Amphidromus fultoni

Scientific classification
- Domain: Eukaryota
- Kingdom: Animalia
- Phylum: Mollusca
- Class: Gastropoda
- Order: Stylommatophora
- Family: Camaenidae
- Genus: Amphidromus
- Species: A. fultoni
- Binomial name: Amphidromus fultoni Ancey, 1897
- Synonyms: Amphidromus (Syndromus) fultoni Ancey, 1897 alternative representation; Syndromus fultoni (Ancey, 1897);

= Amphidromus fultoni =

- Authority: Ancey, 1897
- Synonyms: Amphidromus (Syndromus) fultoni Ancey, 1897 alternative representation, Syndromus fultoni (Ancey, 1897)

Species of snail in the family Camaenidae

Amphidromus fultoni is a species of medium-sized air-breathing tree snail, an arboreal gastropod mollusk in the family Camaenidae.

==Description==
The length of the shell attains 23.5 mm, its diameter 14 mm.
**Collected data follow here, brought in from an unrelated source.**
//! Walkthrough binary: installs a guardian from the environment and replays a
//! few typical requests, logging every decision.

use std::sync::Arc;

use anyhow::Context;
use chrono::Utc;

use guardian_auth::{IdentityProvider, Principal, Requirement, Subject};
use guardian_core::{Action, SessionId, TypeKey};
use guardian_engine::{
    BundledMessages, Guardian, GuardianConfig, RegistryBuilder, RequestCycle, SessionFeedback, TypeDecl,
    LOGIN_REQUIRED_MESSAGE_KEY,
};

const BASE_PAGE: TypeKey = TypeKey::from_static("BasePage");
const DASHBOARD: TypeKey = TypeKey::from_static("Dashboard");
const ADMIN_PANEL: TypeKey = TypeKey::from_static("AdminPanel");
const SIGNUP_BANNER: TypeKey = TypeKey::from_static("SignupBanner");

fn main() -> anyhow::Result<()> {
    guardian_observability::init();

    let config = GuardianConfig::from_env().context("reading guardian configuration")?;

    let registry = RegistryBuilder::with_default_pages()
        .register(TypeDecl::page(BASE_PAGE))
        .register(TypeDecl::page(DASHBOARD).extends(BASE_PAGE).requires(Requirement::User))
        .register(
            TypeDecl::page(ADMIN_PANEL)
                .extends(DASHBOARD)
                .requires(Requirement::role("admin")),
        )
        .register(TypeDecl::component(SIGNUP_BANNER).requires(Requirement::Guest))
        .build()?;

    let guardian = Guardian::install(registry, config)?.with_localizer(Arc::new(
        BundledMessages::new().with(LOGIN_REQUIRED_MESSAGE_KEY, "Please log in to continue."),
    ));

    let callers = [
        ("anonymous", Subject::anonymous()),
        ("remembered", Subject::remembered(Principal::named("rita"))),
        (
            "operator",
            Subject::authenticated(Principal::named("oscar"), Utc::now()).with_role("operator"),
        ),
        (
            "admin",
            Subject::authenticated(Principal::named("ada"), Utc::now()).with_role("admin"),
        ),
    ];

    for (label, subject) in &callers {
        for page in [&DASHBOARD, &ADMIN_PANEL] {
            visit(&guardian, label, subject, page);
        }
    }

    Ok(())
}

fn visit(guardian: &Guardian, label: &str, subject: &dyn IdentityProvider, page: &TypeKey) {
    let feedback = SessionFeedback::new(SessionId::new());
    let mut cycle = RequestCycle::new(subject, &feedback).for_target(page.clone());

    if guardian.can_instantiate(&mut cycle, page) {
        let banner = guardian.can_perform_action(&cycle, &SIGNUP_BANNER, &Action::Render);
        tracing::info!(caller = label, page = %page, signup_banner = banner, "page served");
        return;
    }

    match guardian.on_unauthorized_instantiation(&mut cycle, page) {
        Ok(directive) => tracing::info!(
            caller = label,
            page = %page,
            directive = %serde_json::to_string(&directive).unwrap_or_default(),
            feedback = ?feedback.drain().into_iter().map(|m| m.text).collect::<Vec<_>>(),
            "request redirected"
        ),
        Err(unhandled) => tracing::warn!(caller = label, error = %unhandled, "denial left unhandled"),
    }
}
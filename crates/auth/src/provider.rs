//! Seams to the external identity/authorization provider.
//!
//! The guardian never stores identity; it only asks these traits.

use thiserror::Error;

use crate::{Permission, Principal, Role};

/// Read-only view of the current caller, answered by the host's security layer.
///
/// Implementations must be cheap and synchronous: they are consulted on every
/// instantiation and render check.
pub trait IdentityProvider {
    /// The identified principal, if any (fresh or remembered).
    fn principal(&self) -> Option<&Principal>;

    /// Identity was verified with credentials during this session.
    fn is_authenticated(&self) -> bool;

    /// Identity was restored from a long-lived token.
    fn is_remembered(&self) -> bool;

    /// Any identity at all, fresh or remembered.
    fn is_known(&self) -> bool {
        self.is_authenticated() || self.is_remembered()
    }

    fn has_role(&self, role: &Role) -> bool;

    fn is_permitted(&self, permission: &Permission) -> bool;
}

/// Username/password pair submitted by a login form.
#[derive(Clone, PartialEq, Eq)]
pub struct Credentials {
    pub username: String,
    pub password: String,
}

impl Credentials {
    pub fn new(username: impl Into<String>, password: impl Into<String>) -> Self {
        Self {
            username: username.into(),
            password: password.into(),
        }
    }
}

impl core::fmt::Debug for Credentials {
    fn fmt(&self, f: &mut core::fmt::Formatter<'_>) -> core::fmt::Result {
        f.debug_struct("Credentials")
            .field("username", &self.username)
            .field("password", &"<redacted>")
            .finish()
    }
}

#[derive(Debug, Error, Clone, PartialEq, Eq)]
pub enum AuthenticationError {
    #[error("invalid username and/or password")]
    InvalidCredentials,

    #[error("authentication backend unavailable: {0}")]
    Unavailable(String),
}

/// Session-changing side of the security layer, used by login/logout widgets.
///
/// Methods take `&self`; implementations own whatever session state they mutate.
pub trait Authenticator {
    /// Verify credentials and establish a fresh identity (optionally remembered).
    fn login(&self, credentials: Credentials, remember: bool) -> Result<Principal, AuthenticationError>;

    /// Drop the current identity and invalidate the session.
    fn logout(&self);
}
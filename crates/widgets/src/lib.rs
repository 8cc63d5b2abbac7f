//! `guardian-widgets`: headless login/logout building blocks.
//!
//! Nothing here renders. Each widget turns a user interaction into a
//! [`Response`] for the host to carry out, and asks the installed
//! [`guardian_engine::Guardian`] whenever visibility matters.

pub mod links;
pub mod login;
pub mod status;

use serde::Serialize;

use guardian_auth::Requirement;
use guardian_core::TypeKey;
use guardian_engine::{NavigationDirective, RegistryBuilder, TypeDecl};

pub use links::{LoginLink, LogoutLink};
pub use login::{LoginForm, LoginPage, INVALID_CREDENTIALS_MESSAGE, USERNAME_FIELD};
pub use status::{AuthenticationStatus, AuthenticationStatusPanel};

pub const LOGIN_LINK: TypeKey = TypeKey::from_static("LoginLink");
pub const LOGOUT_LINK: TypeKey = TypeKey::from_static("LogoutLink");
pub const AUTHENTICATION_STATUS_PANEL: TypeKey = TypeKey::from_static("AuthenticationStatusPanel");

/// What the host should do after a widget handled an interaction.
#[derive(Debug, Clone, PartialEq, Eq, Serialize)]
#[serde(tag = "response", rename_all = "snake_case")]
pub enum Response {
    /// Re-render the current page.
    Stay,
    /// Go to the given page.
    Page { page: TypeKey },
    /// Go to the application's home page.
    Home,
    /// Intercept the request; see [`NavigationDirective`].
    Navigate { directive: NavigationDirective },
}

/// Declare the widget types and their requirements.
///
/// The bundled pages are declared by [`RegistryBuilder::with_default_pages`].
pub fn register_builtins(builder: RegistryBuilder) -> RegistryBuilder {
    builder
        .register(TypeDecl::component(LOGIN_LINK).requires(Requirement::Guest))
        .register(TypeDecl::component(LOGOUT_LINK).requires(Requirement::User))
        .register(TypeDecl::component(AUTHENTICATION_STATUS_PANEL))
}
//! Process-wide tracing setup shared by guardian binaries and hosts.

pub mod tracing;

pub use crate::tracing::{LogFormat, LOG_FORMAT_ENV};

/// Initialize logging filtered by `RUST_LOG` (default `info`), in the format
/// chosen by `GUARDIAN_LOG_FORMAT` (JSON unless set to `pretty`).
///
/// Safe to call multiple times; subsequent calls are no-ops.
pub fn init() {
    crate::tracing::init(LogFormat::from_env());
}
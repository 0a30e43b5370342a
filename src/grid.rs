// src/grid.rs
//! Grid construction for the heatmap axes
//!
//! The heatmap is evaluated over the cross product of two discrete axes
//! derived from the user's scalar inputs:
//!
//! - **Expiry axis**: up to 7 day-counts sampled from `days_to_expiry`
//!   down toward expiry.
//! - **Spot axis**: up to 19 underlying prices spanning a percentage
//!   window around the current spot.
//!
//! Both axes are ordered ascending. The spot axis and its percentage
//! labels are derived from one shared offset list so rows and labels can
//! never fall out of alignment.

use crate::math_utils::round2;

/// Discrete evaluation grid: ascending day-counts and ascending spot prices
///
/// `offsets_pct[i]` is the integer percentage offset that produced
/// `spots[i]`, i.e. `spots[i] = spot * (1 + offsets_pct[i]/100)`.
#[derive(Debug, Clone, PartialEq)]
pub struct Grid {
    pub expiry_days: Vec<u32>,
    pub offsets_pct: Vec<i64>,
    pub spots: Vec<f64>,
}

impl Grid {
    /// Build the full grid from the three inputs that shape it
    ///
    /// Caller contract: `days >= 1`, `spot > 0`, `range_pct` in [1, 455].
    /// The engine validates these before calling in.
    pub fn build(spot: f64, days: u32, range_pct: u32) -> Grid {
        let expiry_days = build_expiry_axis(days);
        let (offsets_pct, spots) = build_spot_axis(spot, range_pct);
        Grid {
            expiry_days,
            offsets_pct,
            spots,
        }
    }

    /// Spot prices rounded to 2 decimals, for axis labeling
    pub fn spot_labels(&self) -> Vec<f64> {
        self.spots.iter().map(|&s| round2(s)).collect()
    }

    /// Grid shape as (spot rows, expiry columns)
    pub fn shape(&self) -> (usize, usize) {
        (self.spots.len(), self.expiry_days.len())
    }
}

/// Build the ascending day-count axis
///
/// For fewer than 7 days to expiry every remaining day is shown:
/// `[1, 2, ..., days]`. Otherwise 7 samples are taken at multiples of
/// `ceil(days/7)` below `days`; samples that land at or below zero are
/// dropped (a zero-day cell has no defined Black-Scholes value), so the
/// axis may hold fewer than 7 entries, e.g. 30 days -> `[5, 10, 15, 20,
/// 25, 30]`.
pub fn build_expiry_axis(days: u32) -> Vec<u32> {
    if days < 7 {
        return (1..=days).collect();
    }
    let step = (days + 6) / 7;
    let mut axis: Vec<u32> = (0..7u32)
        .filter_map(|n| {
            let offset = n * step;
            if offset < days {
                Some(days - offset)
            } else {
                None
            }
        })
        .collect();
    axis.reverse();
    axis
}

/// Build the ascending spot axis and its percentage-offset labels
///
/// The window is `[-negative_bound, +positive_bound]` percent around
/// `spot`, where both bounds start at `range_pct` and the negative bound
/// is clamped to 98 once `range_pct` reaches 100 so that the lowest spot
/// price stays positive. Offsets run from `-negative_bound` up to (but
/// excluding) `+positive_bound` in steps of
/// `ceil((negative_bound + positive_bound) / 18)`, which caps the axis at
/// 19 points.
pub fn build_spot_axis(spot: f64, range_pct: u32) -> (Vec<i64>, Vec<f64>) {
    let positive_bound = range_pct as i64;
    let negative_bound = if range_pct >= 100 {
        98
    } else {
        range_pct as i64
    };

    // Integer ceiling; both bounds are >= 1 so the sum is at least 2,
    // but the step is still floored at 1 as a guard.
    let step = ((negative_bound + positive_bound + 17) / 18).max(1);

    let mut offsets = Vec::new();
    let mut offset = -negative_bound;
    while offset < positive_bound {
        offsets.push(offset);
        offset += step;
    }

    let spots = offsets
        .iter()
        .map(|&p| spot + spot * (p as f64 / 100.0))
        .collect();
    (offsets, spots)
}

#[cfg(test)]
mod tests {
    use super::*;

    #[test]
    fn test_expiry_axis_under_seven_days() {
        assert_eq!(build_expiry_axis(3), vec![1, 2, 3]);
        assert_eq!(build_expiry_axis(1), vec![1]);
        assert_eq!(build_expiry_axis(6), vec![1, 2, 3, 4, 5, 6]);
    }

    #[test]
    fn test_expiry_axis_seven_days() {
        // step = ceil(7/7) = 1, all seven days survive
        assert_eq!(build_expiry_axis(7), vec![1, 2, 3, 4, 5, 6, 7]);
    }

    #[test]
    fn test_expiry_axis_drops_non_positive_samples() {
        // step = ceil(30/7) = 5 -> 30, 25, ..., 5, 0; the 0 is dropped
        assert_eq!(build_expiry_axis(30), vec![5, 10, 15, 20, 25, 30]);
        // step = ceil(8/7) = 2 -> 8, 6, 4, 2, 0, -2, -4 -> [2, 4, 6, 8]
        assert_eq!(build_expiry_axis(8), vec![2, 4, 6, 8]);
    }

    #[test]
    fn test_expiry_axis_large() {
        assert_eq!(
            build_expiry_axis(365),
            vec![47, 100, 153, 206, 259, 312, 365]
        );
        assert_eq!(build_expiry_axis(455).len(), 7);
    }

    #[test]
    fn test_spot_axis_narrow_range() {
        let (offsets, spots) = build_spot_axis(100.0, 20);
        // step = ceil(40/18) = 3, offsets -20..19
        assert_eq!(offsets.first(), Some(&-20));
        assert_eq!(offsets.last(), Some(&19));
        assert_eq!(offsets.len(), 14);
        assert!(spots.len() <= 19);
        assert!(spots.windows(2).all(|w| w[0] < w[1]));
        assert!(spots.iter().all(|&s| s > 0.0));
        // Window is centered near the current spot
        let mid = (spots.first().unwrap() + spots.last().unwrap()) / 2.0;
        assert!((mid - 100.0).abs() < 5.0);
    }

    #[test]
    fn test_spot_axis_clamps_negative_bound() {
        let (offsets, spots) = build_spot_axis(100.0, 150);
        // negative bound clamped to 98, step = ceil(248/18) = 14
        assert_eq!(offsets.first(), Some(&-98));
        assert_eq!(spots.first().map(|&s| s), Some(2.0));
        assert!(spots.iter().all(|&s| s > 0.0));
        assert_eq!(offsets.len(), 18);
    }

    #[test]
    fn test_spot_axis_minimal_range() {
        // Smallest legal range still yields a non-empty, positive-step axis
        let (offsets, spots) = build_spot_axis(100.0, 1);
        assert_eq!(offsets, vec![-1, 0]);
        assert_eq!(spots, vec![99.0, 100.0]);
    }

    #[test]
    fn test_spot_axis_widest_range() {
        let (offsets, spots) = build_spot_axis(50.0, 455);
        assert_eq!(offsets.first(), Some(&-98));
        assert!(offsets.len() <= 19);
        assert!(spots.iter().all(|&s| s > 0.0));
    }

    #[test]
    fn test_offsets_and_spots_stay_parallel() {
        let grid = Grid::build(250.0, 45, 120);
        assert_eq!(grid.offsets_pct.len(), grid.spots.len());
        for (p, s) in grid.offsets_pct.iter().zip(&grid.spots) {
            let expected = 250.0 + 250.0 * (*p as f64 / 100.0);
            assert!((s - expected).abs() < 1e-9);
        }
    }

    #[test]
    fn test_spot_labels_rounded() {
        let grid = Grid::build(33.333, 10, 20);
        for label in grid.spot_labels() {
            assert!((label * 100.0 - (label * 100.0).round()).abs() < 1e-9);
        }
    }
}
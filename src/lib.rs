//! # bs-heatmap: Black-Scholes Surfaces for Heatmap Visualization
//!
//! A Rust library that computes theoretical European option prices and
//! Greeks under the Black-Scholes model across a two-dimensional grid of
//! underlying spot prices and days-to-expiry, ready to render as a
//! heatmap.
//!
//! ## Key Features
//!
//! - **Grid construction**: spot axis (up to 19 prices around the current
//!   spot) and expiry axis (up to 7 day-counts) derived deterministically
//!   from the market parameters
//! - **Closed-form pricing**: call/put values plus Delta, Gamma, Vega,
//!   Theta, and Rho over every grid cell
//! - **P/L transforms**: dollar and percent profit/loss against a premium
//!   paid
//! - **Typed errors**: out-of-domain inputs fail fast instead of leaking
//!   NaN into the output
//!
//! ## Quick Start
//!
//! ```rust
//! use bs_heatmap::engine::{compute, HeatmapConfig, Selection};
//!
//! let config = HeatmapConfig {
//!     spot: 100.0,            // Current underlying price
//!     strike: 100.0,          // Strike price
//!     days_to_expiry: 30,     // Calendar days until expiry
//!     rate: 0.05,             // Annualized risk-free rate
//!     volatility: 0.5,        // Annualized volatility, 0.5 = 50%
//!     range_pct: 20,          // Spot window half-width in percent
//! };
//!
//! let heatmap = compute(&config, Selection::Value).expect("valid parameters");
//! assert_eq!(heatmap.call.dim(), (heatmap.spot_labels.len(), heatmap.expiry_days.len()));
//! ```
//!
//! ## Conventions
//!
//! - `volatility` and `rate` are annualized fractions (0.5 = 50%).
//! - Day-counts convert to year fractions with a 365-day year.
//! - Matrix cells are rounded to 3 decimals, spot labels to 2 decimals.
//! - Matrices are indexed `[spot][expiry]`, both axes ascending.

// Module declarations
pub mod analytics;
pub mod engine;
pub mod error;
pub mod grid;
pub mod math_utils;
pub mod output;

// Re-export commonly used types for convenience
pub use engine::{compute, Greek, Heatmap, HeatmapConfig, PnlMode, Selection};
pub use error::{HeatmapError, HeatmapResult};
pub use grid::Grid;
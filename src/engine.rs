// src/engine.rs
//! Heatmap pricing engine
//!
//! Evaluates the closed-form Black-Scholes formulas from [`crate::analytics`]
//! over the cross product of the spot and expiry axes built by
//! [`crate::grid`], producing one call matrix and one put matrix per
//! requested metric. Matrices are indexed `[spot][expiry]`: row `i`
//! corresponds to `grid.spots[i]`, column `j` to `grid.expiry_days[j]`.
//!
//! Each request is a pure function of its configuration; nothing is cached
//! between requests. Rows are evaluated in parallel with Rayon: cells are
//! independent, only the final row/column ordering matters.

use crate::analytics::{self, DAYS_PER_YEAR};
use crate::error::{validation::*, HeatmapError, HeatmapResult};
use crate::grid::Grid;
use crate::math_utils::round3;
use bitflags::bitflags;
use ndarray::Array2;
use rayon::prelude::*;
use std::fmt;
use std::str::FromStr;

/// Market parameters for one heatmap evaluation
///
/// # Conventions
///
/// - `rate` is an annualized fraction (0.05 = 5%).
/// - `volatility` is an annualized fraction (0.5 = 50%), **not** a
///   percentage.
/// - `range_pct` is the half-width of the displayed spot window in
///   percent, 1 to 455.
#[derive(Debug, Clone, PartialEq)]
pub struct HeatmapConfig {
    pub spot: f64,
    pub strike: f64,
    pub days_to_expiry: u32,
    pub rate: f64,
    pub volatility: f64,
    pub range_pct: u32,
}

impl HeatmapConfig {
    /// Validate the configuration before any formula evaluation
    ///
    /// Zero volatility or zero days-to-expiry would put a zero in the
    /// denominator of d1, so both are rejected here rather than left to
    /// surface as NaN in the output.
    pub fn validate(&self) -> HeatmapResult<()> {
        validate_positive("spot", self.spot)?;
        validate_positive("strike", self.strike)?;
        validate_days(self.days_to_expiry)?;
        validate_finite("rate", self.rate)?;
        validate_finite("volatility", self.volatility)?;
        validate_positive("volatility", self.volatility)?;
        validate_range_u32("range_pct", self.range_pct, 1, 455)?;
        Ok(())
    }

    /// Build the evaluation grid for this configuration
    pub fn grid(&self) -> HeatmapResult<Grid> {
        self.validate()?;
        Ok(Grid::build(self.spot, self.days_to_expiry, self.range_pct))
    }
}

impl Default for HeatmapConfig {
    fn default() -> Self {
        HeatmapConfig {
            spot: 100.0,
            strike: 100.0,
            days_to_expiry: 30,
            rate: 0.05,
            volatility: 0.5,
            range_pct: 20,
        }
    }
}

/// The five first-order sensitivities the engine can map over the grid
#[derive(Debug, Clone, Copy, PartialEq, Eq, Hash)]
pub enum Greek {
    Delta,
    Gamma,
    Vega,
    Theta,
    Rho,
}

type PricingFn = fn(f64, f64, f64, f64, f64) -> f64;

impl Greek {
    pub const ALL: [Greek; 5] = [
        Greek::Delta,
        Greek::Gamma,
        Greek::Vega,
        Greek::Theta,
        Greek::Rho,
    ];

    /// Formula pair (call, put) for this Greek
    ///
    /// Gamma and Vega are strike-symmetric, so the same function serves
    /// both sides.
    fn formulas(self) -> (PricingFn, PricingFn) {
        match self {
            Greek::Delta => (analytics::call_delta, analytics::put_delta),
            Greek::Gamma => (analytics::gamma, analytics::gamma),
            Greek::Vega => (analytics::vega, analytics::vega),
            Greek::Theta => (analytics::call_theta, analytics::put_theta),
            Greek::Rho => (analytics::call_rho, analytics::put_rho),
        }
    }

    pub fn name(self) -> &'static str {
        match self {
            Greek::Delta => "Delta",
            Greek::Gamma => "Gamma",
            Greek::Vega => "Vega",
            Greek::Theta => "Theta",
            Greek::Rho => "Rho",
        }
    }
}

impl fmt::Display for Greek {
    fn fmt(&self, f: &mut fmt::Formatter<'_>) -> fmt::Result {
        f.write_str(self.name())
    }
}

impl FromStr for Greek {
    type Err = HeatmapError;

    fn from_str(s: &str) -> Result<Self, Self::Err> {
        match s.trim().to_ascii_lowercase().as_str() {
            "delta" => Ok(Greek::Delta),
            "gamma" => Ok(Greek::Gamma),
            "vega" => Ok(Greek::Vega),
            "theta" => Ok(Greek::Theta),
            "rho" => Ok(Greek::Rho),
            _ => Err(HeatmapError::InvalidArgument {
                argument: "greek".to_string(),
                value: s.to_string(),
                expected: "Delta, Gamma, Vega, Theta, Rho".to_string(),
            }),
        }
    }
}

bitflags! {
    /// Batch selection of Greek surfaces, for callers that render several
    /// sensitivities from one parameter set
    #[derive(Debug, Clone, Copy, PartialEq, Eq)]
    pub struct GreekSet: u32 {
        const DELTA = 1 << 0;
        const GAMMA = 1 << 1;
        const VEGA  = 1 << 2;
        const THETA = 1 << 3;
        const RHO   = 1 << 4;
    }
}

impl From<Greek> for GreekSet {
    fn from(greek: Greek) -> Self {
        match greek {
            Greek::Delta => GreekSet::DELTA,
            Greek::Gamma => GreekSet::GAMMA,
            Greek::Vega => GreekSet::VEGA,
            Greek::Theta => GreekSet::THETA,
            Greek::Rho => GreekSet::RHO,
        }
    }
}

/// Denomination for profit/loss transforms
#[derive(Debug, Clone, Copy, PartialEq, Eq)]
pub enum PnlMode {
    /// Absolute: `value - amount_paid`
    Dollars,
    /// Relative: `(value - amount_paid) / amount_paid * 100`
    Percent,
}

impl FromStr for PnlMode {
    type Err = HeatmapError;

    fn from_str(s: &str) -> Result<Self, Self::Err> {
        match s.trim() {
            "$" => Ok(PnlMode::Dollars),
            "%" => Ok(PnlMode::Percent),
            _ => Err(HeatmapError::InvalidArgument {
                argument: "pnl mode".to_string(),
                value: s.to_string(),
                expected: "$, %".to_string(),
            }),
        }
    }
}

/// Which metric the heatmap shows
#[derive(Debug, Clone, Copy, PartialEq)]
pub enum Selection {
    /// Theoretical option value
    Value,
    /// Profit/loss of the value surface against a premium paid
    Pnl { mode: PnlMode, amount_paid: f64 },
    /// One of the five sensitivities
    Greek(Greek),
}

/// Call and put matrices of the same shape, indexed `[spot][expiry]`
#[derive(Debug, Clone, PartialEq)]
pub struct SurfacePair {
    pub call: Array2<f64>,
    pub put: Array2<f64>,
}

/// A fully evaluated heatmap: the two surfaces plus axis labels for
/// rendering
#[derive(Debug, Clone, PartialEq)]
pub struct Heatmap {
    pub call: Array2<f64>,
    pub put: Array2<f64>,
    /// Spot prices rounded to 2 decimals, one per matrix row
    pub spot_labels: Vec<f64>,
    /// Day-counts, one per matrix column
    pub expiry_days: Vec<u32>,
}

/// Evaluate a (call, put) scalar formula pair over the whole grid
///
/// Rows (spot prices) are mapped in parallel; every cell is rounded to 3
/// decimals. Fails if any cell comes out non-finite, which with validated
/// inputs indicates a formula-domain problem rather than user error.
fn eval_surfaces(
    cfg: &HeatmapConfig,
    grid: &Grid,
    operation: &str,
    call_fn: PricingFn,
    put_fn: PricingFn,
) -> HeatmapResult<SurfacePair> {
    let (rows, cols) = grid.shape();

    let cells: Vec<(Vec<f64>, Vec<f64>)> = grid
        .spots
        .par_iter()
        .map(|&s| {
            let mut call_row = Vec::with_capacity(cols);
            let mut put_row = Vec::with_capacity(cols);
            for &d in &grid.expiry_days {
                let t = d as f64 / DAYS_PER_YEAR;
                call_row.push(round3(call_fn(s, cfg.strike, cfg.rate, cfg.volatility, t)));
                put_row.push(round3(put_fn(s, cfg.strike, cfg.rate, cfg.volatility, t)));
            }
            (call_row, put_row)
        })
        .collect();

    let mut call_flat = Vec::with_capacity(rows * cols);
    let mut put_flat = Vec::with_capacity(rows * cols);
    for (call_row, put_row) in cells {
        call_flat.extend(call_row);
        put_flat.extend(put_row);
    }

    if call_flat.iter().chain(put_flat.iter()).any(|v| !v.is_finite()) {
        return Err(HeatmapError::Numerical {
            operation: operation.to_string(),
            reason: "surface contains non-finite cells".to_string(),
        });
    }

    let call = Array2::from_shape_vec((rows, cols), call_flat).map_err(|e| {
        HeatmapError::Numerical {
            operation: operation.to_string(),
            reason: e.to_string(),
        }
    })?;
    let put = Array2::from_shape_vec((rows, cols), put_flat).map_err(|e| {
        HeatmapError::Numerical {
            operation: operation.to_string(),
            reason: e.to_string(),
        }
    })?;

    Ok(SurfacePair { call, put })
}

/// Theoretical call and put value surfaces
pub fn price_surfaces(cfg: &HeatmapConfig, grid: &Grid) -> HeatmapResult<SurfacePair> {
    cfg.validate()?;
    eval_surfaces(
        cfg,
        grid,
        "price",
        analytics::call_price,
        analytics::put_price,
    )
}

/// Surfaces for one Greek
pub fn greek_surfaces(greek: Greek, cfg: &HeatmapConfig, grid: &Grid) -> HeatmapResult<SurfacePair> {
    cfg.validate()?;
    let (call_fn, put_fn) = greek.formulas();
    eval_surfaces(cfg, grid, greek.name(), call_fn, put_fn)
}

/// Surfaces for every Greek named in `set`, in [`Greek::ALL`] order
pub fn greek_surfaces_batch(
    set: GreekSet,
    cfg: &HeatmapConfig,
    grid: &Grid,
) -> HeatmapResult<Vec<(Greek, SurfacePair)>> {
    let mut out = Vec::new();
    for greek in Greek::ALL {
        if set.contains(GreekSet::from(greek)) {
            out.push((greek, greek_surfaces(greek, cfg, grid)?));
        }
    }
    Ok(out)
}

/// Transform a value surface into profit/loss against a premium paid
///
/// Dollars: `cell - amount_paid`. Percent: `(cell - amount_paid) /
/// amount_paid * 100`, where a zero premium is a domain error. Cells are
/// rounded to 3 decimals.
pub fn pnl_surface(
    values: &Array2<f64>,
    amount_paid: f64,
    mode: PnlMode,
) -> HeatmapResult<Array2<f64>> {
    validate_finite("amount_paid", amount_paid)?;
    match mode {
        PnlMode::Dollars => Ok(values.mapv(|v| round3(v - amount_paid))),
        PnlMode::Percent => {
            if amount_paid == 0.0 {
                return Err(HeatmapError::Domain {
                    parameter: "amount_paid".to_string(),
                    value: amount_paid,
                    constraint: "must be non-zero for percent P/L".to_string(),
                });
            }
            Ok(values.mapv(|v| round3((v - amount_paid) / amount_paid * 100.0)))
        }
    }
}

/// Evaluate one full heatmap request: validate, build the grid, route the
/// selection, and attach axis labels for rendering
pub fn compute(cfg: &HeatmapConfig, selection: Selection) -> HeatmapResult<Heatmap> {
    let grid = cfg.grid()?;

    let SurfacePair { call, put } = match selection {
        Selection::Value => price_surfaces(cfg, &grid)?,
        Selection::Greek(greek) => greek_surfaces(greek, cfg, &grid)?,
        Selection::Pnl { mode, amount_paid } => {
            let values = price_surfaces(cfg, &grid)?;
            SurfacePair {
                call: pnl_surface(&values.call, amount_paid, mode)?,
                put: pnl_surface(&values.put, amount_paid, mode)?,
            }
        }
    };

    Ok(Heatmap {
        call,
        put,
        spot_labels: grid.spot_labels(),
        expiry_days: grid.expiry_days,
    })
}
(Original description) The sinistral shell is short, and ovate-conic. It features a narrowly perforate, thin, obliquely striated structure. It appears subangulate at the periphery, primarily at the commencement of the body whorl. The spire is rather shortly conic, with a dark brown apex. The shell comprises six whorls. The initial whorls are distinctly convex, while the body whorl is barely so. The apical whorls present a white color, and the subsequent whorls are pale lemon-colored. The third whorl is ornamented with two faint series of pale brownish and very small spots. The body whorl exhibits a narrow yellow zone below the suture, bordered by an indistinct, broad, white band, and bears two fine brown spiral lines, more or less evanescent towards the aperture, the upper line at the periphery, the lower encircling the yellow umbilical region. The aperture is oblique. The columella is straight, thin, expanded, and white. The outer lip is thin, white, and slightly expanded.

== Habitat ==
This species lives in trees.

== Distribution ==
The type locality of this species is Vietnam, Laos and India.